There are very many different species and not all are suited to bonsai. Popular species (but not limited to) are: Senegalia burkei (Black Monkey Thorn) ; Vachellia erioloba (Camel Thorn); Senegalia erubescens (Common Hook thorn); Senegalia galpinii (Monkey Thorn); Vachellia karoo (Sweet Thorn); Vachellia robusta (Enkeldoring) and Vachelia sieberiana (Paperbark Thorn).
Soil & pH
Always use a well-draining basic bonsai soil mix . Any fast draining soil is good. Acacias can tolerate low pH, but are sensitive to saline/salts in soil, so special care should be taken along coastal areas. It also helps to spray down the leaves late in the afternoon to wash away any salt deposits. (Thanks, Thian – this may not be necessary if you are inland! – Ed). I will also add that one should spray the leaves to wash away dust.

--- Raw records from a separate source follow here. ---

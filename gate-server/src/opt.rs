use clap::Parser;

#[derive(Debug, Parser)]
#[command(name = "gate-server", about = "Session gated demo service")]
pub struct Opt {
    /// Config file path
    #[arg(short, long, value_parser, default_value = "config.toml")]
    pub config: clio::Input,
}
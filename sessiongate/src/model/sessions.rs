//! Sessions storage
//!
//! A session token is 32 bytes taken from the OS random source, encoded with URL-safe Base64 without
//! padding. Tokens are opaque: they carry no data, everything about the session is kept in the
//! `sessions` table under the token as the primary key. That makes the database the single source
//! of truth - a session is valid as long as its row exists and it didn't pass its expiration time.
//!
//! Expired sessions are never touched by validation. They stay in the table until the owner is
//! removed (the rows are cascaded), or until they are purged with `Session::cleanup`.

use base64::prelude::*;
use chrono::{DateTime, TimeDelta, Utc};
use rand::RngCore;
use rand::rngs::OsRng;
use serde::{Deserialize, Serialize};
use tracing::{debug, warn};

use crate::error::Error;
use crate::model::users::Email;

/// Number of random bytes in the session token
pub const TOKEN_BYTES: usize = 32;

/// How many times issuing a session is retried on token collision
const ISSUE_ATTEMPTS: usize = 3;

/// Newtype for session token string
#[derive(Clone, PartialEq, Eq, Hash, Serialize, Deserialize)]
#[serde(transparent)]
pub struct SessionToken(String);

// Tokens are credentials, keep them out of the logs
impl std::fmt::Debug for SessionToken {
    fn fmt(&self, f: &mut std::fmt::Formatter<'_>) -> std::fmt::Result {
        f.write_str("SessionToken(..)")
    }
}

impl From<String> for SessionToken {
    fn from(token: String) -> Self {
        Self(token)
    }
}

impl SessionToken {
    /// Generates a fresh random token
    pub fn generate() -> Self {
        let mut bytes = [0u8; TOKEN_BYTES];
        OsRng.fill_bytes(&mut bytes);
        Self(BASE64_URL_SAFE_NO_PAD.encode(bytes))
    }

    pub fn as_str(&self) -> &str {
        &self.0
    }

    /// Validates the token returning the session owner
    pub async fn validate(
        &self,
        db: impl sqlx::Executor<'_, Database = sqlx::Sqlite>,
    ) -> Result<Email, Error> {
        Session::validate_at(db, self, Utc::now()).await
    }
}

/// Session data
#[derive(Debug, Clone, PartialEq)]
pub struct Session {
    /// Session token
    pub token: SessionToken,
    /// User owning this session
    pub owner: Email,
    /// Session creation time
    pub created_at: DateTime<Utc>,
    /// Session expiration time
    pub expires_at: DateTime<Utc>,
}

impl Session {
    fn new(token: SessionToken, owner: Email, validity: TimeDelta) -> Self {
        let created_at = Utc::now();
        Self {
            token,
            owner,
            created_at,
            expires_at: created_at + validity,
        }
    }

    /// Stores the session in DB
    ///
    /// Fails with `Error::Conflict` if the token is already taken, leaving the stored session intact.
    pub async fn insert(
        &self,
        db: impl sqlx::Executor<'_, Database = sqlx::Sqlite>,
    ) -> Result<(), Error> {
        let insertion = sqlx::query(
            "insert into sessions (id, owner_email, created_at, expires_at) values (?, ?, ?, ?) on conflict(id) do nothing",
        )
        .bind(self.token.as_str())
        .bind(&self.owner)
        .bind(self.created_at)
        .bind(self.expires_at)
        .execute(db)
        .await?;

        if insertion.rows_affected() == 0 {
            return Err(Error::Conflict);
        }

        Ok(())
    }

    /// Issues a session for the user, retrying with a new token on collision
    pub async fn issue(
        db: &sqlx::SqlitePool,
        owner: Email,
        validity: TimeDelta,
    ) -> Result<Self, Error> {
        Self::issue_with(db, owner, validity, SessionToken::generate).await
    }

    async fn issue_with(
        db: &sqlx::SqlitePool,
        owner: Email,
        validity: TimeDelta,
        mut token: impl FnMut() -> SessionToken,
    ) -> Result<Self, Error> {
        for attempt in 1..=ISSUE_ATTEMPTS {
            let session = Self::new(token(), owner.clone(), validity);
            match session.insert(db).await {
                Ok(()) => return Ok(session),
                Err(Error::Conflict) => warn!(attempt, "Session token collision"),
                Err(err) => return Err(err),
            }
        }

        Err(Error::Conflict)
    }

    /// Validates a session token against the given point in time, returning the session owner
    ///
    /// The session is valid only if `now` is strictly before its expiration.
    pub async fn validate_at(
        db: impl sqlx::Executor<'_, Database = sqlx::Sqlite>,
        token: &SessionToken,
        now: DateTime<Utc>,
    ) -> Result<Email, Error> {
        let (owner, expires_at): (Email, DateTime<Utc>) =
            sqlx::query_as("select owner_email, expires_at from sessions where id = ?")
                .bind(token.as_str())
                .fetch_optional(db)
                .await?
                .ok_or(Error::SessionInvalid)?;

        if now >= expires_at {
            debug!(%owner, %expires_at, "Session expired");
            return Err(Error::SessionExpired);
        }

        Ok(owner)
    }

    /// Cleans expired sessions from database, returning the number of removed sessions
    pub async fn cleanup(db: impl sqlx::Executor<'_, Database = sqlx::Sqlite>) -> Result<u64, Error> {
        let now = Utc::now();
        let deletion = sqlx::query("delete from sessions where expires_at <= ?")
            .bind(now)
            .execute(db)
            .await?;
        Ok(deletion.rows_affected())
    }
}

#[cfg(test)]
mod tests {
    use std::collections::HashSet;

    use super::*;

    use crate::config;
    use crate::model::password::Passwords;
    use crate::model::users::Registration;
    use sqlx::SqlitePool;
    use sqlx::sqlite::SqlitePoolOptions;

    async fn setup_pool() -> SqlitePool {
        let pool = SqlitePoolOptions::new()
            .max_connections(1)
            .connect("sqlite::memory:")
            .await
            .unwrap();
        sqlx::migrate!("model/migrations").run(&pool).await.unwrap();
        pool
    }

    async fn create_user(pool: &SqlitePool, email: &str) -> Email {
        let passwords = Passwords::new(&config::PasswordHashing {
            memory_kib: 1024,
            iterations: 1,
            parallelism: 1,
        })
        .unwrap();

        Registration::new(email, "password123", "password123")
            .register(pool, &passwords)
            .await
            .unwrap()
    }

    fn validity() -> TimeDelta {
        TimeDelta::hours(48)
    }

    mod token {
        use super::*;

        #[test]
        fn token_carries_256_bits() {
            let token = SessionToken::generate();
            let bytes = BASE64_URL_SAFE_NO_PAD.decode(token.as_str()).unwrap();
            assert_eq!(bytes.len(), TOKEN_BYTES);
            assert!(
                token
                    .as_str()
                    .chars()
                    .all(|c| c.is_ascii_alphanumeric() || c == '-' || c == '_')
            );
        }

        #[test]
        fn tokens_never_repeat() {
            let tokens: HashSet<_> = (0..10_000).map(|_| SessionToken::generate()).collect();
            assert_eq!(tokens.len(), 10_000);
        }

        #[test]
        fn debug_hides_token() {
            let token = SessionToken::generate();
            assert!(!format!("{token:?}").contains(token.as_str()));
        }
    }

    mod session {
        use super::*;

        #[tokio::test]
        async fn validate_issued_session() {
            let pool = setup_pool().await;

            let user1 = create_user(&pool, "user1@example.com").await;
            let session1 = Session::issue(&pool, user1.clone(), validity())
                .await
                .unwrap();
            assert_eq!(session1.expires_at - session1.created_at, validity());
            assert_eq!(session1.token.validate(&pool).await.unwrap(), user1);

            let user2 = create_user(&pool, "user2@example.com").await;
            let session2 = Session::issue(&pool, user2.clone(), validity())
                .await
                .unwrap();

            // Also multiple sessions for single user
            let session3 = Session::issue(&pool, user2.clone(), validity())
                .await
                .unwrap();
            assert_ne!(session2.token, session3.token);

            assert_eq!(session1.token.validate(&pool).await.unwrap(), user1);
            assert_eq!(session2.token.validate(&pool).await.unwrap(), user2);
            assert_eq!(session3.token.validate(&pool).await.unwrap(), user2);
        }

        #[tokio::test]
        async fn validate_with_random_data_fails() {
            let pool = setup_pool().await;

            let err = SessionToken::from("fake_token".to_owned())
                .validate(&pool)
                .await
                .unwrap_err();
            assert!(matches!(err, Error::SessionInvalid));

            let err = SessionToken::generate().validate(&pool).await.unwrap_err();
            assert!(matches!(err, Error::SessionInvalid));
        }

        #[tokio::test]
        async fn validate_after_expiration_fails() {
            let pool = setup_pool().await;

            let user = create_user(&pool, "user1@example.com").await;
            let session = Session::issue(&pool, user.clone(), validity())
                .await
                .unwrap();

            let just_before = session.expires_at - TimeDelta::seconds(1);
            let owner = Session::validate_at(&pool, &session.token, just_before)
                .await
                .unwrap();
            assert_eq!(owner, user);

            let err = Session::validate_at(&pool, &session.token, session.expires_at)
                .await
                .unwrap_err();
            assert!(matches!(err, Error::SessionExpired));

            let err = Session::validate_at(&pool, &session.token, session.expires_at + validity())
                .await
                .unwrap_err();
            assert!(matches!(err, Error::SessionExpired));
        }

        async fn sessions_count(pool: &SqlitePool) -> i64 {
            let (count,): (i64,) = sqlx::query_as("select count(*) from sessions")
                .fetch_one(pool)
                .await
                .unwrap();
            count
        }

        #[tokio::test]
        async fn duplicated_token_conflicts() {
            let pool = setup_pool().await;

            let alice = create_user(&pool, "alice@example.com").await;
            let bob = create_user(&pool, "bob@example.com").await;
            let session = Session::issue(&pool, alice.clone(), validity())
                .await
                .unwrap();

            let duplicate = Session::new(session.token.clone(), bob, validity());
            let err = duplicate.insert(&pool).await.unwrap_err();
            assert!(matches!(err, Error::Conflict));

            assert_eq!(sessions_count(&pool).await, 1);
            assert_eq!(session.token.validate(&pool).await.unwrap(), alice);
        }

        #[tokio::test]
        async fn issue_retries_on_collision() {
            let pool = setup_pool().await;

            let user = create_user(&pool, "user1@example.com").await;
            let taken = Session::issue(&pool, user.clone(), validity())
                .await
                .unwrap();

            let mut tokens = vec![SessionToken::generate(), taken.token.clone()];
            let session = Session::issue_with(&pool, user.clone(), validity(), || {
                tokens.pop().unwrap()
            })
            .await
            .unwrap();

            assert_ne!(session.token, taken.token);
            assert!(tokens.is_empty());
            assert_eq!(sessions_count(&pool).await, 2);
            assert_eq!(session.token.validate(&pool).await.unwrap(), user);
        }

        #[tokio::test]
        async fn issue_gives_up_after_attempts() {
            let pool = setup_pool().await;

            let user = create_user(&pool, "user1@example.com").await;
            let taken = Session::issue(&pool, user.clone(), validity())
                .await
                .unwrap();

            let mut attempts = 0;
            let err = Session::issue_with(&pool, user, validity(), || {
                attempts += 1;
                taken.token.clone()
            })
            .await
            .unwrap_err();

            assert!(matches!(err, Error::Conflict));
            assert_eq!(attempts, ISSUE_ATTEMPTS);
            assert_eq!(sessions_count(&pool).await, 1);
        }

        #[tokio::test]
        async fn issue_for_unknown_user_fails() {
            let pool = setup_pool().await;

            let err = Session::issue(&pool, Email::from("ghost@example.com"), validity())
                .await
                .unwrap_err();
            assert!(matches!(err, Error::Store(_)));
        }

        #[tokio::test]
        async fn deleting_user_cascades() {
            let pool = setup_pool().await;

            let user = create_user(&pool, "user1@example.com").await;
            let session1 = Session::issue(&pool, user.clone(), validity())
                .await
                .unwrap();
            let session2 = Session::issue(&pool, user.clone(), validity())
                .await
                .unwrap();

            sqlx::query("delete from users where email = ?")
                .bind(&user)
                .execute(&pool)
                .await
                .unwrap();

            let (count,): (i64,) = sqlx::query_as("select count(*) from sessions")
                .fetch_one(&pool)
                .await
                .unwrap();
            assert_eq!(count, 0);

            for session in [session1, session2] {
                let err = session.token.validate(&pool).await.unwrap_err();
                assert!(matches!(err, Error::SessionInvalid));
            }
        }

        #[tokio::test]
        async fn cleanup_removes_only_expired() {
            let pool = setup_pool().await;

            let user = create_user(&pool, "user1@example.com").await;
            let expired = Session::issue(&pool, user.clone(), TimeDelta::seconds(-1))
                .await
                .unwrap();
            let valid = Session::issue(&pool, user.clone(), validity())
                .await
                .unwrap();

            let removed = Session::cleanup(&pool).await.unwrap();
            assert_eq!(removed, 1);

            let err = expired.token.validate(&pool).await.unwrap_err();
            assert!(matches!(err, Error::SessionInvalid));
            assert_eq!(valid.token.validate(&pool).await.unwrap(), user);
        }
    }
}
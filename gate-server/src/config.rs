//! Service configuration

use std::net::SocketAddr;

use serde::{Deserialize, Deserializer};
use tracing_subscriber::filter::Directive;

use sessiongate::config::{Auth, Database};

/// Logging output format
#[derive(Debug, Clone, Copy, Deserialize, Default)]
pub enum LogFormat {
    #[default]
    Compact,
    Pretty,
}

/// Logging configuration
#[derive(Debug, Clone, Deserialize, Default)]
pub struct Logging {
    /// Additional filtering directives
    #[serde(default, deserialize_with = "Logging::deserialize_filters")]
    pub filters: Vec<Directive>,

    /// Logging format
    #[serde(default)]
    pub format: LogFormat,
}

impl Logging {
    fn deserialize_filters<'de, D>(deserializer: D) -> Result<Vec<Directive>, D::Error>
    where
        D: Deserializer<'de>,
    {
        let dirs: Vec<String> = Deserialize::deserialize(deserializer)?;
        dirs.into_iter()
            .map(|dir| dir.parse().map_err(serde::de::Error::custom))
            .collect()
    }
}

/// Top level service configuration
#[derive(Debug, Clone, Deserialize)]
pub struct Config {
    /// Address where to host the service
    #[serde(default = "Config::default_host")]
    pub host: SocketAddr,

    /// Logging configuration
    #[serde(default)]
    pub logging: Logging,

    /// Users and sessions database
    #[serde(default)]
    pub db: Database,

    /// Passwords and sessions settings
    #[serde(default)]
    pub auth: Auth,
}

impl Config {
    fn default_host() -> SocketAddr {
        ([127, 0, 0, 1], 8080).into()
    }
}
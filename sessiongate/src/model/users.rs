//! Users credentials storage

use serde::{Deserialize, Serialize};
use sqlx::prelude::Type;
use tracing::debug;

use crate::error::Error;
use crate::model::password::Passwords;

/// Minimal accepted password length, in characters
pub const MIN_PASSWORD_LEN: usize = 9;

/// Newtype for user email, the primary user identifier
///
/// Emails are compared case-sensitively.
#[derive(Debug, Clone, PartialEq, Eq, Hash, Type, Serialize, Deserialize)]
#[sqlx(transparent)]
#[serde(transparent)]
pub struct Email(String);

impl std::fmt::Display for Email {
    fn fmt(&self, f: &mut std::fmt::Formatter<'_>) -> std::fmt::Result {
        write!(f, "{}", self.0)
    }
}

impl From<&str> for Email {
    fn from(email: &str) -> Self {
        Self(email.to_owned())
    }
}

impl Email {
    pub fn as_str(&self) -> &str {
        &self.0
    }
}

/// Registration form
#[derive(Clone, Deserialize)]
pub struct Registration {
    pub email: Email,
    pub password: String,
    #[serde(alias = "passwordConfirm")]
    pub password_confirm: String,
}

// Passwords never reach the logs
impl std::fmt::Debug for Registration {
    fn fmt(&self, f: &mut std::fmt::Formatter<'_>) -> std::fmt::Result {
        f.debug_struct("Registration")
            .field("email", &self.email)
            .finish_non_exhaustive()
    }
}

impl Registration {
    pub fn new(
        email: impl Into<Email>,
        password: impl Into<String>,
        password_confirm: impl Into<String>,
    ) -> Self {
        Self {
            email: email.into(),
            password: password.into(),
            password_confirm: password_confirm.into(),
        }
    }

    /// Checks the form before anything is hashed or stored
    fn validate(&self) -> Result<(), Error> {
        if self.email.0.trim().is_empty() {
            return Err(Error::Validation("Email is required".into()));
        }

        if self.password != self.password_confirm {
            return Err(Error::Validation("Passwords don't match".into()));
        }

        if self.password.chars().count() < MIN_PASSWORD_LEN {
            return Err(Error::Validation(format!(
                "Password must be at least {MIN_PASSWORD_LEN} characters"
            )));
        }

        Ok(())
    }

    /// Creates the user in the database, returning its email
    ///
    /// Duplicated email is detected by the `users` primary key, so concurrent registrations of the
    /// same email result in exactly one user.
    pub async fn register(
        self,
        db: impl sqlx::Executor<'_, Database = sqlx::Sqlite>,
        passwords: &Passwords,
    ) -> Result<Email, Error> {
        self.validate()?;

        let Self {
            email, password, ..
        } = self;
        let password_hash = passwords.hash(password).await?;

        sqlx::query("insert into users(email, password_hash) values (?, ?)")
            .bind(&email)
            .bind(password_hash)
            .execute(db)
            .await?;

        debug!(%email, "User created");
        Ok(email)
    }
}

/// Login form
#[derive(Clone, Deserialize)]
pub struct Credentials {
    pub email: Email,
    pub password: String,
}

impl std::fmt::Debug for Credentials {
    fn fmt(&self, f: &mut std::fmt::Formatter<'_>) -> std::fmt::Result {
        f.debug_struct("Credentials")
            .field("email", &self.email)
            .finish_non_exhaustive()
    }
}

impl Credentials {
    pub fn new(email: impl Into<Email>, password: impl Into<String>) -> Self {
        Self {
            email: email.into(),
            password: password.into(),
        }
    }

    /// Verifies the password against the stored hash returning the verified email
    ///
    /// Unknown email and wrong password both fail with `Error::Auth`.
    pub async fn verify(
        self,
        db: impl sqlx::Executor<'_, Database = sqlx::Sqlite>,
        passwords: &Passwords,
    ) -> Result<Email, Error> {
        let stored: Option<(String,)> =
            sqlx::query_as("select password_hash from users where email = ?")
                .bind(&self.email)
                .fetch_optional(db)
                .await?;

        let verified = passwords
            .verify(self.password, stored.map(|(hash,)| hash))
            .await?;

        if !verified {
            debug!(email = %self.email, "Credentials rejected");
            return Err(Error::Auth);
        }

        Ok(self.email)
    }
}
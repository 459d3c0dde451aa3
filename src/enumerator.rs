//! The container enumerator (C8): reconstructs running-container records
//! from cgroup directories and `/proc`, rather than from any persisted
//! side-database. This is what lets `ps` survive a crashed runtime process.
use std::fs;
use std::path::Path;

use crate::error::RuntimeResult;
use crate::image_store::ImageIndex;
use crate::manifest;
use crate::paths::{self, RUNTIME_NAME};

#[derive(Debug, Clone)]
pub struct RunningContainer {
    pub container_id: String,
    pub image: String,
    pub command: String,
    pub pid: i32,
}

fn cgroup_cpu_root() -> String {
    format!("/sys/fs/cgroup/cpu/{}", RUNTIME_NAME)
}

fn last_pid(container_id: &str) -> RuntimeResult<Option<i32>> {
    let procs_path = format!("{}/{}/cgroup.procs", cgroup_cpu_root(), container_id);
    let data = match fs::read_to_string(&procs_path) {
        Ok(data) => data,
        Err(e) if e.kind() == std::io::ErrorKind::NotFound => return Ok(None),
        Err(e) => return Err(e.into()),
    };
    Ok(data
        .lines()
        .filter(|l| !l.trim().is_empty())
        .last()
        .and_then(|l| l.trim().parse().ok()))
}

fn command_for_pid(pid: i32, container_id: &str) -> Option<String> {
    let exe_target = fs::read_link(format!("/proc/{}/exe", pid)).ok()?;
    let mnt_path = paths::container_mnt_path(container_id);
    let real_mnt = fs::canonicalize(&mnt_path).unwrap_or_else(|_| Path::new(&mnt_path).to_path_buf());
    let exe_str = exe_target.to_string_lossy().to_string();
    let real_mnt_str = real_mnt.to_string_lossy().to_string();
    Some(
        exe_str
            .strip_prefix(real_mnt_str.as_str())
            .unwrap_or(&exe_str)
            .to_string(),
    )
}

fn image_for_container(container_id: &str, index: &ImageIndex) -> Option<String> {
    let mounts = fs::read_to_string("/proc/mounts").ok()?;
    let line = mounts
        .lines()
        .find(|l| l.contains(container_id) && l.contains("lowerdir="))?;

    let lowerdir_pos = line.find("lowerdir=")?;
    let rest = &line[lowerdir_pos + "lowerdir=".len()..];
    let end = rest.find([',', ' ']).unwrap_or(rest.len());
    let first_lower = rest[..end].split(':').next()?;

    let images_prefix = format!("{}/", paths::IMAGES_PATH);
    let after_prefix = first_lower.strip_prefix(images_prefix.as_str())?;
    let image_hash_raw = after_prefix.split('/').next()?;
    let image_hash = manifest::first12(image_hash_raw);

    index
        .resolve_by_hash(&image_hash)
        .map(|(name, tag)| format!("{}:{}", name, tag))
}

/// Lists every container currently accounted for in the runtime's cgroup
/// hierarchy. A missing cgroup root means "no containers", not an error.
pub fn list_running() -> RuntimeResult<Vec<RunningContainer>> {
    let root = cgroup_cpu_root();
    let entries = match fs::read_dir(&root) {
        Ok(entries) => entries,
        Err(e) if e.kind() == std::io::ErrorKind::NotFound => return Ok(Vec::new()),
        Err(e) => return Err(e.into()),
    };

    let index = ImageIndex::load()?;
    let mut containers = Vec::new();

    for entry in entries {
        let entry = entry?;
        if !entry.file_type()?.is_dir() {
            continue;
        }
        let container_id = entry.file_name().to_string_lossy().to_string();

        let pid = match last_pid(&container_id)? {
            Some(pid) => pid,
            None => continue,
        };

        let command = command_for_pid(pid, &container_id).unwrap_or_default();
        let image = image_for_container(&container_id, &index).unwrap_or_default();

        containers.push(RunningContainer {
            container_id,
            image,
            command,
            pid,
        });
    }

    Ok(containers)
}

pub fn print_running_containers() -> RuntimeResult<()> {
    println!("CONTAINER ID\tIMAGE\t\tCOMMAND");
    for container in list_running()? {
        println!(
            "{}\t{}\t{}",
            container.container_id, container.image, container.command
        );
    }
    Ok(())
}

#[cfg(test)]
mod tests {
    use super::*;

    #[test]
    fn command_for_pid_returns_none_for_nonexistent_pid() {
        assert!(command_for_pid(i32::MAX, "nosuchcontainer").is_none());
    }
}
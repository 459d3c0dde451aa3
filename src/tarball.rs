//! The tar extractor. Input: a tarball path and a target directory. Regular
//! files, directories and symlinks are realized in one pass; hard links are
//! deferred until every other entry has landed, so a hard link that precedes
//! its target in archive order still resolves.
use std::collections::HashMap;
use std::fs;
use std::io;
use std::path::{Path, PathBuf};

use log::warn;
use tar::{Archive, EntryType};

pub fn untar(tarball: &Path, target: &Path) -> io::Result<()> {
    let file = fs::File::open(tarball)?;
    let mut archive = Archive::new(file);
    untar_from(&mut archive, target)
}

fn untar_from<R: io::Read>(archive: &mut Archive<R>, target: &Path) -> io::Result<()> {
    let mut hard_links: HashMap<PathBuf, PathBuf> = HashMap::new();

    for entry in archive.entries()? {
        let mut entry = entry?;
        let path = target.join(entry.path()?.as_ref());
        let entry_type = entry.header().entry_type();

        match entry_type {
            EntryType::Directory => {
                fs::create_dir_all(&path)?;
            }
            EntryType::Link => {
                let link_name = entry
                    .link_name()?
                    .ok_or_else(|| io::Error::new(io::ErrorKind::InvalidData, "hard link entry missing link name"))?;
                hard_links.insert(path, target.join(link_name));
            }
            EntryType::Symlink => {
                let link_name = entry
                    .link_name()?
                    .ok_or_else(|| io::Error::new(io::ErrorKind::InvalidData, "symlink entry missing link name"))?;
                match std::os::unix::fs::symlink(&link_name, &path) {
                    Ok(()) => {}
                    Err(e) if e.kind() == io::ErrorKind::AlreadyExists => {}
                    Err(e) => return Err(e),
                }
            }
            EntryType::Regular => {
                if let Some(parent) = path.parent() {
                    if !parent.exists() {
                        fs::create_dir_all(parent)?;
                    }
                }
                let mode = entry.header().mode().unwrap_or(0o644);
                let mut opts = fs::OpenOptions::new();
                opts.create(true).truncate(true).write(true);
                #[cfg(unix)]
                {
                    use std::os::unix::fs::OpenOptionsExt;
                    opts.mode(mode);
                }
                match opts.open(&path) {
                    Ok(mut out) => {
                        io::copy(&mut entry, &mut out)?;
                    }
                    Err(e) if e.kind() == io::ErrorKind::AlreadyExists => {}
                    Err(e) => return Err(e),
                }
            }
            other => {
                warn!("untar: unhandled entry type {:?} for {:?}, skipping", other, path);
            }
        }
    }

    // Targets must exist before the links that point at them, so hard links
    // are realized last, after the rest of the archive has landed.
    for (new_path, link_target) in hard_links {
        fs::hard_link(&link_target, &new_path)?;
    }

    Ok(())
}

#[cfg(test)]
mod tests {
    use super::*;
    use std::io::Write;
    use tar::{Builder, Header};

    fn build_archive() -> Vec<u8> {
        let mut builder = Builder::new(Vec::new());

        let data = b"hello world";
        let mut header = Header::new_gnu();
        header.set_path("regular.txt").unwrap();
        header.set_size(data.len() as u64);
        header.set_mode(0o644);
        header.set_cksum();
        builder.append(&header, &data[..]).unwrap();

        // Hard link entry appears before its target, on purpose.
        let mut link_header = Header::new_gnu();
        link_header.set_entry_type(EntryType::Link);
        link_header.set_path("link-to-target.txt").unwrap();
        link_header.set_link_name("target.txt").unwrap();
        link_header.set_size(0);
        link_header.set_cksum();
        builder.append(&link_header, io::empty()).unwrap();

        let target_data = b"target contents";
        let mut target_header = Header::new_gnu();
        target_header.set_path("target.txt").unwrap();
        target_header.set_size(target_data.len() as u64);
        target_header.set_mode(0o644);
        target_header.set_cksum();
        builder.append(&target_header, &target_data[..]).unwrap();

        builder.into_inner().unwrap()
    }

    #[test]
    fn untar_realizes_deferred_hard_links() {
        let dir = tempfile::tempdir().unwrap();
        let bytes = build_archive();
        let tarball_path = dir.path().join("archive.tar");
        fs::File::create(&tarball_path)
            .unwrap()
            .write_all(&bytes)
            .unwrap();

        untar(&tarball_path, dir.path()).unwrap();

        let linked = fs::read_to_string(dir.path().join("link-to-target.txt")).unwrap();
        assert_eq!(linked, "target contents");
    }

    #[test]
    fn untar_writes_regular_files() {
        let dir = tempfile::tempdir().unwrap();
        let bytes = build_archive();
        let tarball_path = dir.path().join("archive.tar");
        fs::File::create(&tarball_path)
            .unwrap()
            .write_all(&bytes)
            .unwrap();

        untar(&tarball_path, dir.path()).unwrap();

        let contents = fs::read_to_string(dir.path().join("regular.txt")).unwrap();
        assert_eq!(contents, "hello world");
    }
}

Acacia prefer slightly drier conditions; so allow the soil to dry between waterings. Do not let the soil dry out too much, as the leaves will drop if the soil is allowed to get too dry. You can water twice a day in summer (morning and night) depending on your location and once a day in cooler months. Acacias are very hardy, so don’t stress too much if you miss an odd watering!
Acacias are generally pruned in early Spring when the buds break. They not only tolerate a second heavy pruning around the middle of Summer, but actually thrive. Regular maintenance during the growing season is necessary. Always seal all cuts.
Repot only when necessary and take care not to disturb the roots too much. Acacias hate having their tap root cut, so do that in stages, and always using an anti-fungal agent.
Light and Temperature
Acacias prefer full sun, but will do well in dappled shade. Acacias need at least 4 hours of sun a day.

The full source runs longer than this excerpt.